LIBERI, Antonio (Antonio da Faenza, Antonio di Mazzone, Antonio Domenichi)
Sono poche le notizie certe su questo pittore e architetto probabilmente originario di Faenza, attivo nella prima metà del XVI secolo nell'Italia centrale.
La fonte principale a cui tutta la critica fa riferimento è la cronaca faentina di Bernardino Azzurrini, che parla di un Antonio di Mazzone architetto e pittore, autore di un libro di architettura, morto a Faenza nel 1534 all'età di 78 anni. La storiografia moderna a partire da Grigioni (1935) ha poi identificato l'Antonio di Mazzone citato da Azzurrini con l'Antonio da Faenza documentato a Velletri dal 1509 al 1513 e negli archivi della S. Casa di Loreto dal giugno 1513 al dicembre 1514, con l'Antonio Domenichi attivo a Montelupo presso Macerata intorno al 1516 e infine con l'Antonio Liberi autore del disegno del campanile della cattedrale di Faenza (1526).

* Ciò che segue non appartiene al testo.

#[cfg(test)]
mod tests {
    use super::*;
    use serde_json::json;
    use swcache_net::MockFetcher;

    struct Harness {
        worker: CacheWorker,
        fetcher: Arc<MockFetcher>,
        store: CacheStoreManager,
        clients: Arc<Clients>,
    }

    fn harness(config: EngineConfig) -> Harness {
        let fetcher = Arc::new(MockFetcher::new());
        let store = CacheStoreManager::in_memory();
        let clients = Arc::new(Clients::new());
        let ctx = WorkerContext {
            origin: Url::parse("https://app.test/").unwrap(),
            store: store.clone(),
            fetcher: fetcher.clone(),
            clients: Arc::clone(&clients),
            tasks: TaskTracker::new(),
        };
        Harness {
            worker: CacheWorker::new(config, ctx).unwrap(),
            fetcher,
            store,
            clients,
        }
    }

    fn serve_manifest(fetcher: &MockFetcher) {
        for path in EngineConfig::default().precache {
            fetcher.ok(&path, format!("asset {path}"));
        }
    }

    fn fast_retry() -> EngineConfig {
        let mut config = EngineConfig::default();
        config.precache_retry.initial_delay_ms = 1;
        config
    }

    #[tokio::test]
    async fn test_install_precaches_manifest() {
        let h = harness(fast_retry());
        serve_manifest(&h.fetcher);

        let outcome = h.worker.install().await.unwrap();
        assert_eq!(outcome.precached.len(), 5);
        assert!(outcome.failed.is_empty());
        assert_eq!(outcome.signal, None);
        assert_eq!(h.worker.state(), WorkerState::Waiting);
        assert_eq!(h.store.list_names().await.unwrap(), vec!["octopus-app-v1"]);
    }

    #[tokio::test]
    async fn test_install_survives_precache_failures() {
        let h = harness(fast_retry());
        h.fetcher.ok("/", "<html/>");
        h.fetcher.fail("/manifest.json");

        let outcome = h.worker.install().await.unwrap();
        assert_eq!(outcome.precached, vec!["/"]);
        assert_eq!(outcome.failed.len(), 4);
        assert_eq!(h.worker.state(), WorkerState::Waiting);
        // Each failing asset was attempted max_attempts times.
        assert_eq!(h.fetcher.calls_for("/manifest.json"), 2);
    }

    #[tokio::test]
    async fn test_install_twice_is_rejected() {
        let h = harness(fast_retry());
        h.worker.install().await.unwrap();
        assert!(h.worker.install().await.is_err());
    }

    #[tokio::test]
    async fn test_skip_waiting_on_install() {
        let config = EngineConfig {
            skip_waiting_on_install: true,
            ..fast_retry()
        };
        let h = harness(config);
        let outcome = h.worker.install().await.unwrap();
        assert_eq!(outcome.signal, Some(WorkerSignal::SkipWaiting));
    }

    #[tokio::test]
    async fn test_activate_prunes_and_retries_precache() {
        let h = harness(fast_retry());
        for stale in ["octopus-static-v0", "octopus-app-v0", "octopus-font", "foreign"] {
            h.store.open(stale).await.unwrap();
        }
        h.fetcher.set_online(false);
        h.worker.install().await.unwrap();

        h.fetcher.set_online(true);
        serve_manifest(&h.fetcher);
        let outcome = h.worker.activate(LifecycleEvent::NoPriorController).await.unwrap();

        assert_eq!(outcome.pruned, vec!["octopus-app-v0", "octopus-static-v0"]);
        assert_eq!(outcome.recovered.len(), 5);
        assert_eq!(h.worker.state(), WorkerState::Activated);
        assert_eq!(
            h.store.list_names().await.unwrap(),
            vec!["foreign", "octopus-app-v1", "octopus-font", "octopus-static-v1"]
        );
    }

    #[tokio::test]
    async fn test_activate_claims_clients() {
        let h = harness(fast_retry());
        let (client, mut rx) = h
            .clients
            .connect(Url::parse("https://app.test/dashboard").unwrap(), None)
            .await;

        h.worker.install().await.unwrap();
        let outcome = h.worker.activate(LifecycleEvent::NoPriorController).await.unwrap();
        assert_eq!(outcome.claimed, 1);
        assert_eq!(h.clients.controller_of(client).await, Some(h.worker.id()));

        let mut saw_controller_change = false;
        while let Ok(event) = rx.try_recv() {
            if let ClientEvent::ControllerChange { worker, previous } = event {
                assert_eq!(worker, h.worker.id());
                assert_eq!(previous, None);
                saw_controller_change = true;
            }
        }
        assert!(saw_controller_change);
    }

    #[tokio::test]
    async fn test_activate_requires_waiting() {
        let h = harness(fast_retry());
        assert!(h.worker.activate(LifecycleEvent::SkipWaiting).await.is_err());
        assert_eq!(h.worker.state(), WorkerState::Installing);
    }

    #[tokio::test]
    async fn test_fetch_only_when_activated() {
        let h = harness(fast_retry());
        h.fetcher.ok("/logo.svg", "<svg/>");
        let request = Request::parse("https://app.test/logo.svg").unwrap();

        assert!(h.worker.handle_fetch(&request).await.is_none());

        h.worker.install().await.unwrap();
        h.worker.activate(LifecycleEvent::NoPriorController).await.unwrap();
        let response = h.worker.handle_fetch(&request).await.unwrap();
        assert_eq!(response.text(), "<svg/>");
    }

    #[tokio::test]
    async fn test_messages() {
        let h = harness(fast_retry());
        let (_client, mut rx) = h
            .clients
            .connect(Url::parse("https://app.test/").unwrap(), None)
            .await;
        h.store.open("octopus-app-v1").await.unwrap();
        h.store.open("octopus-font").await.unwrap();

        assert_eq!(
            h.worker.handle_message(&json!({"type": "SKIP_WAITING"})).await,
            Some(WorkerSignal::SkipWaiting)
        );
        assert_eq!(h.worker.handle_message(&json!({"type": "NOPE"})).await, None);
        assert_eq!(h.worker.handle_message(&json!({"type": "CACHE_CLEARED"})).await, None);

        assert_eq!(h.worker.handle_message(&json!({"type": "CLEAR_CACHE"})).await, None);
        assert_eq!(h.store.list_names().await.unwrap(), vec!["octopus-font"]);
        assert_eq!(
            rx.try_recv().unwrap(),
            ClientEvent::Message(ControlMessage::CacheCleared)
        );
    }
}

Alla luce di queste identificazioni si può ipotizzare che il L. sia nato tra il 1456 e il 1457 (Azzurrini), o piuttosto attorno agli anni Ottanta del XV secolo (Bury), da Domenico, noto anche con il soprannome di Mazzone. La lacuna documentaria rende molto difficile ricostruire gli anni giovanili del L.: si può ipotizzare che si sia formato nel cantiere della cattedrale di Faenza al seguito di Mariotto di Tonio (Nocca).

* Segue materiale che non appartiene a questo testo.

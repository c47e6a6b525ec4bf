//! Worker lifecycle state machine.
//!
//! ```text
//! Installing --InstallCompleted--> Waiting
//! Installing --InstallFailed-----> Redundant
//! Waiting ----SkipWaiting--------> Activating
//! Waiting ----NoPriorController--> Activating
//! Activating -ActivateCompleted--> Activated
//! Waiting ----Superseded---------> Redundant
//! Activated --Superseded---------> Redundant
//! ```

use std::fmt;

use serde::{Deserialize, Serialize};
use tokio::sync::watch;
use tracing::info;

use crate::ServiceWorkerError;

/// Worker state.
#[derive(Debug, Clone, Copy, PartialEq, Eq, Hash, Serialize, Deserialize)]
pub enum WorkerState {
    /// Install handler running.
    Installing,
    /// Installed, waiting for the previous version to let go.
    Waiting,
    /// Activate handler running.
    Activating,
    /// Active and controlling clients.
    Activated,
    /// Replaced by a newer version, or install failed.
    Redundant,
}

impl fmt::Display for WorkerState {
    fn fmt(&self, f: &mut fmt::Formatter<'_>) -> fmt::Result {
        let s = match self {
            WorkerState::Installing => "installing",
            WorkerState::Waiting => "installed",
            WorkerState::Activating => "activating",
            WorkerState::Activated => "activated",
            WorkerState::Redundant => "redundant",
        };
        f.write_str(s)
    }
}

/// Events that drive the lifecycle.
#[derive(Debug, Clone, Copy, PartialEq, Eq)]
pub enum LifecycleEvent {
    InstallCompleted,
    InstallFailed,
    /// SkipWaiting was requested.
    SkipWaiting,
    /// No older worker controls any client.
    NoPriorController,
    ActivateCompleted,
    /// A newer version took over.
    Superseded,
}

/// The transition table. `None` means the event is not valid in `state`.
pub fn next_state(state: WorkerState, event: LifecycleEvent) -> Option<WorkerState> {
    use LifecycleEvent as E;
    use WorkerState as S;

    match (state, event) {
        (S::Installing, E::InstallCompleted) => Some(S::Waiting),
        (S::Installing, E::InstallFailed) => Some(S::Redundant),
        (S::Waiting, E::SkipWaiting | E::NoPriorController) => Some(S::Activating),
        (S::Activating, E::ActivateCompleted) => Some(S::Activated),
        (S::Waiting | S::Activated, E::Superseded) => Some(S::Redundant),
        _ => None,
    }
}

/// Observable lifecycle of one worker.
#[derive(Debug)]
pub struct Lifecycle {
    state: watch::Sender<WorkerState>,
}

impl Lifecycle {
    pub fn new() -> Self {
        let (state, _) = watch::channel(WorkerState::Installing);
        Self { state }
    }

    pub fn state(&self) -> WorkerState {
        *self.state.borrow()
    }

    /// Observe state changes.
    pub fn subscribe(&self) -> watch::Receiver<WorkerState> {
        self.state.subscribe()
    }

    /// Apply `event` atomically. Invalid events leave the state unchanged.
    pub fn apply(&self, event: LifecycleEvent) -> Result<WorkerState, ServiceWorkerError> {
        let mut outcome = Err(ServiceWorkerError::InvalidTransition {
            from: self.state(),
            event,
        });

        self.state.send_if_modified(|state| match next_state(*state, event) {
            Some(next) => {
                info!(from = %*state, to = %next, ?event, "Worker state change");
                *state = next;
                outcome = Ok(next);
                true
            }
            None => {
                outcome = Err(ServiceWorkerError::InvalidTransition {
                    from: *state,
                    event,
                });
                false
            }
        });

        outcome
    }
}

impl Default for Lifecycle {
    fn default() -> Self {
        Self::new()
    }
}

#[cfg(test)]
mod tests {
    use super::*;

    #[test]
    fn test_happy_path() {
        let lifecycle = Lifecycle::new();
        assert_eq!(lifecycle.state(), WorkerState::Installing);

        assert_eq!(
            lifecycle.apply(LifecycleEvent::InstallCompleted).unwrap(),
            WorkerState::Waiting
        );
        assert_eq!(
            lifecycle.apply(LifecycleEvent::SkipWaiting).unwrap(),
            WorkerState::Activating
        );
        assert_eq!(
            lifecycle.apply(LifecycleEvent::ActivateCompleted).unwrap(),
            WorkerState::Activated
        );
        assert_eq!(
            lifecycle.apply(LifecycleEvent::Superseded).unwrap(),
            WorkerState::Redundant
        );
    }

    #[test]
    fn test_invalid_transition_leaves_state() {
        let lifecycle = Lifecycle::new();
        let err = lifecycle.apply(LifecycleEvent::SkipWaiting).unwrap_err();
        assert!(matches!(
            err,
            ServiceWorkerError::InvalidTransition {
                from: WorkerState::Installing,
                event: LifecycleEvent::SkipWaiting
            }
        ));
        assert_eq!(lifecycle.state(), WorkerState::Installing);
    }

    #[test]
    fn test_redundant_is_terminal() {
        let lifecycle = Lifecycle::new();
        lifecycle.apply(LifecycleEvent::InstallFailed).unwrap();
        for event in [
            LifecycleEvent::InstallCompleted,
            LifecycleEvent::SkipWaiting,
            LifecycleEvent::NoPriorController,
            LifecycleEvent::ActivateCompleted,
            LifecycleEvent::Superseded,
        ] {
            assert!(lifecycle.apply(event).is_err());
        }
        assert_eq!(lifecycle.state(), WorkerState::Redundant);
    }

    #[test]
    fn test_no_prior_controller_only_from_waiting() {
        assert_eq!(
            next_state(WorkerState::Waiting, LifecycleEvent::NoPriorController),
            Some(WorkerState::Activating)
        );
        assert_eq!(
            next_state(WorkerState::Activated, LifecycleEvent::NoPriorController),
            None
        );
        assert_eq!(
            next_state(WorkerState::Activating, LifecycleEvent::Superseded),
            None
        );
    }

    #[tokio::test]
    async fn test_subscribers_observe_transitions() {
        let lifecycle = Lifecycle::new();
        let mut rx = lifecycle.subscribe();

        lifecycle.apply(LifecycleEvent::InstallCompleted).unwrap();
        rx.changed().await.unwrap();
        assert_eq!(*rx.borrow(), WorkerState::Waiting);

        // Rejected events do not notify.
        let _ = lifecycle.apply(LifecycleEvent::ActivateCompleted);
        assert!(!rx.has_changed().unwrap());
    }
}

A Velletri realizzò (Tersenghi) alcuni affreschi, andati perduti, per la chiesa di S. Salvatore e lavorò al distrutto teatro della Passione per la Compagnia di S. Giovanni in Plagis come pittore, forse anche come architetto, della frons scaenae per dipinti di cui non è rimasta traccia. Il L. si spostò quindi nelle Marche, dove rimase per circa quindici anni e dove avrebbe lavorato come architetto, ma anche di quei lavori non sono rimaste testimonianze. Nel 1513 la S. Casa di Loreto gli commissionò le portelle d'organo raffiguranti l'Annunciazione (Loreto, Pinacoteca del Palazzo apostolico), opera non lontana dai modi di L. Signorelli, in cui si possono cogliere già riferimenti alle Stanze di Raffaello e alle architetture bramantesche (Battistini, p. 143).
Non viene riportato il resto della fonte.